SOURCE RECORDS:
//! Shields: a banded or round body with a metal boss.

use crate::assemble::{
    assemble, Anchor, AttachmentPoint, ComponentPlan, Item, ItemData, ItemKind, ItemName,
    ParameterSampler, Part,
};
use crate::config::{ItemOptions, ResolvedSeed};
use crate::diagnostic::Diagnostics;
use crate::render::{GridSpec, Overlay};
use crate::shape::{Annulus, CompositeSilhouette, Disc, Point, ShapeSpec, Silhouette};
use crate::types::{MaterialClass, MaterialDef};

use super::{grid, material_key, sub_type, Session};

const GRID_WIDTH: u32 = 32;
const GRID_HEIGHT: u32 = 40;
const CENTER_X: i32 = 16;
const TOP: i32 = 2;
/// Centre of round bodies.
const ROUND_CENTER: Point = Point::new(16, 20);

sub_type! {
    ShieldType, "shield" {
        Kite => ("kite", "Kite Shield"),
        Heater => ("heater", "Heater Shield"),
        Tower => ("tower", "Tower Shield"),
        Round => ("round", "Round Shield"),
        Buckler => ("buckler", "Buckler"),
    }
}

struct ShieldStyle {
    class: MaterialClass,
    width: (u32, u32),
    height: (u32, u32),
    boss: (u32, u32),
}

const KITE: ShieldStyle = ShieldStyle {
    class: MaterialClass::Wood,
    width: (22, 24),
    height: (34, 36),
    boss: (2, 3),
};

const HEATER: ShieldStyle = ShieldStyle {
    class: MaterialClass::Wood,
    width: (24, 26),
    height: (28, 32),
    boss: (3, 3),
};

const TOWER: ShieldStyle = ShieldStyle {
    class: MaterialClass::Metal,
    width: (20, 22),
    height: (34, 36),
    boss: (3, 4),
};

/// For round bodies, width is the radius.
const ROUND: ShieldStyle = ShieldStyle {
    class: MaterialClass::Wood,
    width: (13, 14),
    height: (0, 0),
    boss: (3, 4),
};

const BUCKLER: ShieldStyle = ShieldStyle {
    class: MaterialClass::Metal,
    width: (9, 10),
    height: (0, 0),
    boss: (2, 3),
};

impl ShieldType {
    fn style(self) -> &'static ShieldStyle {
        match self {
            ShieldType::Kite => &KITE,
            ShieldType::Heater => &HEATER,
            ShieldType::Tower => &TOWER,
            ShieldType::Round => &ROUND,
            ShieldType::Buckler => &BUCKLER,
        }
    }

    fn is_round(self) -> bool {
        matches!(self, ShieldType::Round | ShieldType::Buckler)
    }
}

/// Resolved shield parameters.
#[derive(Debug, Clone)]
pub struct ShieldParams {
    pub sub_type: ShieldType,
    pub body: &'static MaterialDef,
    pub trim: &'static MaterialDef,
    /// Width of banded bodies, radius of round ones.
    pub width: u32,
    pub height: u32,
    pub boss_radius: u32,
}

impl ShieldParams {
    pub fn sample(sampler: &mut ParameterSampler, options: &ItemOptions) -> Self {
        let sub_type: ShieldType = sampler.variant(options.sub_type());
        let style = sub_type.style();
        let body = sampler.material("body", options.material(), style.class);
        let trim = sampler.material_excluding(
            "trim",
            options.trim_material.as_deref(),
            MaterialClass::Metal,
            &[body.key],
        );
        Self {
            sub_type,
            body,
            trim,
            width: sampler.size_in(style.width.0, style.width.1),
            height: sampler.size_in(style.height.0, style.height.1),
            boss_radius: sampler.size_in(style.boss.0, style.boss.1),
        }
    }

    pub fn body_shape(&self) -> Silhouette {
        let origin = Point::new(CENTER_X, TOP);
        match self.sub_type {
            ShieldType::Kite => ShapeSpec::Composite(CompositeSilhouette::kite(self.width, self.height)).at(origin),
            ShieldType::Heater => ShapeSpec::Composite(CompositeSilhouette::heater(self.width, self.height)).at(origin),
            ShieldType::Tower => ShapeSpec::Composite(CompositeSilhouette::tower(self.width, self.height)).at(origin),
            ShieldType::Round | ShieldType::Buckler => ShapeSpec::Disc(Disc::new(self.width)).at(ROUND_CENTER),
        }
    }

    /// Where the boss sits.
    pub fn boss_center(&self) -> Point {
        if self.sub_type.is_round() {
            ROUND_CENTER
        } else {
            Point::new(CENTER_X, TOP + (self.height as f64 * 0.4).round() as i32)
        }
    }

    fn data(&self) -> ItemData {
        ItemData::new()
            .with("subType", self.sub_type.to_string())
            .with("material", material_key(self.body))
            .with("trimMaterial", material_key(self.trim))
            .with("width", self.width)
            .with("height", self.height)
            .with("bossRadius", self.boss_radius)
    }

    pub fn plan(&self, grid: GridSpec, seed: ResolvedSeed, diagnostics: Diagnostics) -> ComponentPlan {
        let sub_type = self.sub_type;
        let shape = self.body_shape();
        let body = self.body.palette();
        let boss_at = self.boss_center();
        let (radius, boss_r) = (self.width, self.boss_radius);
        let trim = self.trim.palette();
        let rim = trim.clone();

        let mut plan = ComponentPlan::new(ItemKind::Shield, grid, seed)
            .named(ItemName::new(self.body.name, sub_type.label()))
            .with_data(self.data())
            .with_diagnostics(diagnostics)
            .component(move |_| {
                let part = Part::new("body", shape, body)
                    .anchor(Anchor::BodyTop, AttachmentPoint::new(CENTER_X, TOP, radius))
                    .anchor(Anchor::BodyCenter, AttachmentPoint::new(boss_at.x, boss_at.y, radius));
                let part = if sub_type == ShieldType::Buckler {
                    part.with_overlay(Overlay::DomeBands {
                        center: (boss_at.x, boss_at.y),
                        inner: boss_r as f64,
                        outer: radius as f64,
                    })
                } else {
                    part
                };
                Ok(part.boxed())
            });

        if sub_type == ShieldType::Round {
            plan = plan.component(move |board| {
                let c = board.point(Anchor::BodyCenter)?;
                Ok(Part::new("rim", ShapeSpec::Annulus(Annulus::new(radius, radius - 2)).at(Point::new(c.x, c.y)), rim).boxed())
            });
        }

        plan.component(move |board| {
            let c = board.point(Anchor::BodyCenter)?;
            Ok(Part::new("boss", ShapeSpec::Disc(Disc::new(boss_r)).at(Point::new(c.x, c.y)), trim)
                .with_overlay(Overlay::RadialQuadrants {
                    center: (c.x, c.y),
                    radius: boss_r as f64,
                })
                .boxed())
        })
    }
}

/// Generate a shield.
pub fn generate_shield(options: &ItemOptions) -> Item {
    let Session { seed, mut sampler } = Session::start(options);
    let params = ShieldParams::sample(&mut sampler, options);
    let plan = params.plan(grid(GRID_WIDTH, GRID_HEIGHT, options), seed, sampler.into_diagnostics());
    assemble(plan)
}

#[cfg(test)]
mod tests {
    use super::*;
    use crate::shape::Membership;
    use crate::types::{MaterialCatalog, Palette};

    fn params(sub_type: ShieldType, width: u32, height: u32) -> ShieldParams {
        ShieldParams {
            sub_type,
            body: MaterialCatalog::find("oak").unwrap(),
            trim: MaterialCatalog::find("iron").unwrap(),
            width,
            height,
            boss_radius: 3,
        }
    }

    fn render(p: &ShieldParams) -> Item {
        assemble(p.plan(GridSpec::new(GRID_WIDTH, GRID_HEIGHT, 1), ResolvedSeed::explicit(0), Diagnostics::new()))
    }

    fn is_tone(c: crate::types::Colour, p: &Palette) -> bool {
        c == p.base || c == p.highlight || c == p.shadow
    }

    #[test]
    fn test_kite_body_and_boss() {
        let p = params(ShieldType::Kite, 22, 35);
        let item = render(&p);
        let surface = item.surface.as_ref().unwrap();
        let body = p.body_shape();
        let boss = ShapeSpec::Disc(Disc::new(3)).at(p.boss_center());
        let (wood, iron) = (p.body.palette(), p.trim.palette());

        for (x, y) in body.bounds().cells() {
            let c = surface.get(x, y);
            if boss.contains(x, y) {
                assert!(is_tone(c.unwrap(), &iron));
            } else if body.contains(x, y) {
                assert!(is_tone(c.unwrap(), &wood));
            } else {
                assert_eq!(c, None);
            }
        }
        assert_eq!(item.name, "Oak Kite Shield");
    }

    #[test]
    fn test_kite_narrows_to_point() {
        let p = params(ShieldType::Kite, 22, 35);
        let surface = render(&p).surface.unwrap();
        let filled = |y: i32| (0..GRID_WIDTH as i32).filter(|&x| surface.get(x, y).is_some()).count();
        assert_eq!(filled(TOP + 12), 22);
        assert!(filled(TOP + 34) <= 3);
    }

    #[test]
    fn test_round_rim_is_trim() {
        let p = params(ShieldType::Round, 13, 0);
        let surface = render(&p).surface.unwrap();
        let iron = p.trim.palette();
        let c = surface.get(ROUND_CENTER.x, ROUND_CENTER.y - 12).unwrap();
        assert!(is_tone(c, &iron));
        let c = surface.get(ROUND_CENTER.x, ROUND_CENTER.y - 7).unwrap();
        assert!(is_tone(c, &p.body.palette()));
    }

    #[test]
    fn test_body_class_follows_style() {
        for seed in 0..20 {
            let mut sampler = ParameterSampler::new(seed);
            let p = ShieldParams::sample(&mut sampler, &ItemOptions::new().with_sub_type("tower"));
            assert_eq!(p.body.class, MaterialClass::Metal);
            assert_ne!(p.trim.key, p.body.key);

            let mut sampler = ParameterSampler::new(seed);
            let p = ShieldParams::sample(&mut sampler, &ItemOptions::new().with_sub_type("heater"));
            assert_eq!(p.body.class, MaterialClass::Wood);
        }
    }

    #[test]
    fn test_fits_grid() {
        for key in ["kite", "heater", "tower", "round", "buckler"] {
            for seed in 0..10 {
                let mut sampler = ParameterSampler::new(seed);
                let p = ShieldParams::sample(&mut sampler, &ItemOptions::new().with_sub_type(key));
                let b = p.body_shape().bounds();
                assert!(b.min_x >= 0 && b.min_y >= 0, "{} {:?}", key, b);
                assert!(b.max_x < GRID_WIDTH as i32 && b.max_y < GRID_HEIGHT as i32, "{} {:?}", key, b);
            }
        }
    }
}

THE PROBLEM:
Go through the data and return each line where the word "bool" appears.

PROBLEM SOLUTION:
    fn is_round(self) -> bool {
    fn is_tone(c: crate::types::Colour, p: &Palette) -> bool {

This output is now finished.